And if that were not enough to brown your crust, Tower seems to think that humiliating the dead appropriate. That he talked about servicing James Beard sexually (and felt compelled to discuss, god help us, size) was downright pathetic. We aren't trying to be picky but since when did the culinary world try and pass itself off as a bad episode of Sex And The City?

And yet, the humor in all this literary rot is that he brags, non-stop about winning all these awards and accolades from The James Beard Foundation.

Excuse us? You were servicing the old man, right? Right?

Unless things have changed, if a woman did that she'd have clearly been using sex to further her career; professional death in most cases (unless you were early Sharon Stone of course).

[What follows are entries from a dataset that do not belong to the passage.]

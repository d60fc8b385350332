//! Screen coordinates
//!
//! Points and rectangles are serialized the way pipeline documents write
//! them: `[x, y]` and `[x, y, w, h]`.

use serde::{Deserialize, Serialize};
use std::fmt;

/// A pixel position on a capture, origin at the top-left corner
#[derive(Debug, Clone, Copy, PartialEq, Eq, Hash, Serialize, Deserialize)]
#[serde(from = "[i32; 2]", into = "[i32; 2]")]
pub struct Point {
    pub x: i32,
    pub y: i32,
}

impl Point {
    pub fn new(x: i32, y: i32) -> Self {
        Self { x, y }
    }
}

impl From<[i32; 2]> for Point {
    fn from([x, y]: [i32; 2]) -> Self {
        Self { x, y }
    }
}

impl From<Point> for [i32; 2] {
    fn from(point: Point) -> Self {
        [point.x, point.y]
    }
}

impl fmt::Display for Point {
    fn fmt(&self, f: &mut fmt::Formatter<'_>) -> fmt::Result {
        write!(f, "({}, {})", self.x, self.y)
    }
}

/// An axis-aligned rectangle: top-left corner plus width and height
#[derive(Debug, Clone, Copy, PartialEq, Eq, Hash, Serialize, Deserialize)]
#[serde(from = "[i32; 4]", into = "[i32; 4]")]
pub struct Rect {
    pub x: i32,
    pub y: i32,
    pub w: i32,
    pub h: i32,
}

impl Rect {
    pub fn new(x: i32, y: i32, w: i32, h: i32) -> Self {
        Self { x, y, w, h }
    }

    /// A zero-sized rectangle stands for "the whole capture" in documents
    pub fn is_empty(&self) -> bool {
        self.w <= 0 || self.h <= 0
    }

    pub fn center(&self) -> Point {
        Point::new(self.x + self.w / 2, self.y + self.h / 2)
    }

    pub fn right(&self) -> i32 {
        self.x + self.w
    }

    pub fn bottom(&self) -> i32 {
        self.y + self.h
    }

    pub fn contains(&self, point: Point) -> bool {
        point.x >= self.x && point.x < self.right() && point.y >= self.y && point.y < self.bottom()
    }

    /// Shift the rectangle, used to map ROI-local boxes back to capture space
    pub fn offset(&self, dx: i32, dy: i32) -> Rect {
        Rect::new(self.x + dx, self.y + dy, self.w, self.h)
    }

    /// Clip to a `width` x `height` capture; `None` when nothing is left
    pub fn clamp_to(&self, width: u32, height: u32) -> Option<Rect> {
        let (width, height) = (width as i32, height as i32);
        let x0 = self.x.clamp(0, width);
        let y0 = self.y.clamp(0, height);
        let x1 = self.right().clamp(0, width);
        let y1 = self.bottom().clamp(0, height);
        if x1 <= x0 || y1 <= y0 {
            None
        } else {
            Some(Rect::new(x0, y0, x1 - x0, y1 - y0))
        }
    }
}

impl From<[i32; 4]> for Rect {
    fn from([x, y, w, h]: [i32; 4]) -> Self {
        Self { x, y, w, h }
    }
}

impl From<Rect> for [i32; 4] {
    fn from(rect: Rect) -> Self {
        [rect.x, rect.y, rect.w, rect.h]
    }
}

impl fmt::Display for Rect {
    fn fmt(&self, f: &mut fmt::Formatter<'_>) -> fmt::Result {
        write!(f, "[{}, {}, {}, {}]", self.x, self.y, self.w, self.h)
    }
}
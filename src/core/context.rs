//! Execution context - per-run mutable state
//!
//! One context exists per run. It is created when the run starts, owned by
//! the task driving that run, and consumed into a [`RunResult`] at the end.

use crate::controller::ControllerId;
use crate::core::{
    geometry::Rect,
    state::RunState,
    trace::{FinalState, NodeOutcome, RunResult},
};
use chrono::{DateTime, Utc};
use std::collections::HashMap;
use tracing::{debug, warn};
use uuid::Uuid;

#[derive(Debug)]
pub struct ExecutionContext {
    pub run_id: Uuid,
    pub pipeline_name: String,
    pub controller_id: ControllerId,
    pub entry: String,

    state: RunState,

    /// Recognition attempts made per node over the whole run
    attempts: HashMap<String, u32>,

    /// Region most recently matched by each node
    regions: HashMap<String, Rect>,

    trace: Vec<NodeOutcome>,

    /// Node visits so far
    steps: usize,

    started_at: DateTime<Utc>,
}

impl ExecutionContext {
    pub fn new(
        run_id: Uuid,
        pipeline_name: impl Into<String>,
        controller_id: impl Into<ControllerId>,
        entry: impl Into<String>,
    ) -> Self {
        let entry = entry.into();
        Self {
            run_id,
            pipeline_name: pipeline_name.into(),
            controller_id: controller_id.into(),
            state: RunState::Pending {
                node: entry.clone(),
            },
            entry,
            attempts: HashMap::new(),
            regions: HashMap::new(),
            trace: Vec::new(),
            steps: 0,
            started_at: Utc::now(),
        }
    }

    pub fn state(&self) -> &RunState {
        &self.state
    }

    /// Move the state machine, logging the transition
    pub fn transition(&mut self, next: RunState) {
        if !self.state.can_transition_to(&next) {
            warn!(
                "Run {}: unexpected transition {} -> {}",
                self.run_id, self.state, next
            );
        } else {
            debug!("Run {}: {} -> {}", self.run_id, self.state, next);
        }
        self.state = next;
    }

    pub fn current_node(&self) -> Option<&str> {
        self.state.node()
    }

    /// Count one more recognition attempt for `node`, returning the run-wide total
    pub fn record_attempt(&mut self, node: &str) -> u32 {
        let count = self.attempts.entry(node.to_string()).or_insert(0);
        *count += 1;
        *count
    }

    pub fn attempts(&self, node: &str) -> u32 {
        self.attempts.get(node).copied().unwrap_or(0)
    }

    pub fn remember_region(&mut self, node: &str, region: Rect) {
        self.regions.insert(node.to_string(), region);
    }

    pub fn region_of(&self, node: &str) -> Option<Rect> {
        self.regions.get(node).copied()
    }

    pub fn regions(&self) -> &HashMap<String, Rect> {
        &self.regions
    }

    /// Append a trace entry; entries are never modified afterwards
    pub fn push_outcome(&mut self, outcome: NodeOutcome) {
        self.trace.push(outcome);
    }

    pub fn trace(&self) -> &[NodeOutcome] {
        &self.trace
    }

    /// Count a node visit, returning the new total
    pub fn visit(&mut self) -> usize {
        self.steps += 1;
        self.steps
    }

    pub fn steps(&self) -> usize {
        self.steps
    }

    /// Close the run
    pub fn finish(self, final_state: FinalState) -> RunResult {
        RunResult {
            run_id: self.run_id,
            pipeline_name: self.pipeline_name,
            controller_id: self.controller_id.to_string(),
            entry: self.entry,
            final_state,
            trace: self.trace,
            started_at: self.started_at,
            finished_at: Utc::now(),
        }
    }
}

What Tower doesn't get is that most people actually get the connection between sexual favors and professional advancement. And his shameless obsession with publicity and his rage over Waters not sharing the limelight only makes the book that much more distasteful. In fact, if you start out disliking Waters for clearly not giving Tower his due, you end up feeling empathy for her after endlessly enduring his half baked innuendos including his suggestion that he nailed her gorgeous 21-year-old boyfriend once upon a time.

Honestly, some people just have no discretion and Towers takes the cake.

Recommendation: If you are a serious foodie, read the menus and the extensive Bibliography; both are excellent, but skip the main course. Everything else Tower spins in California Dish is simply going to leave a bad taste in your mouth.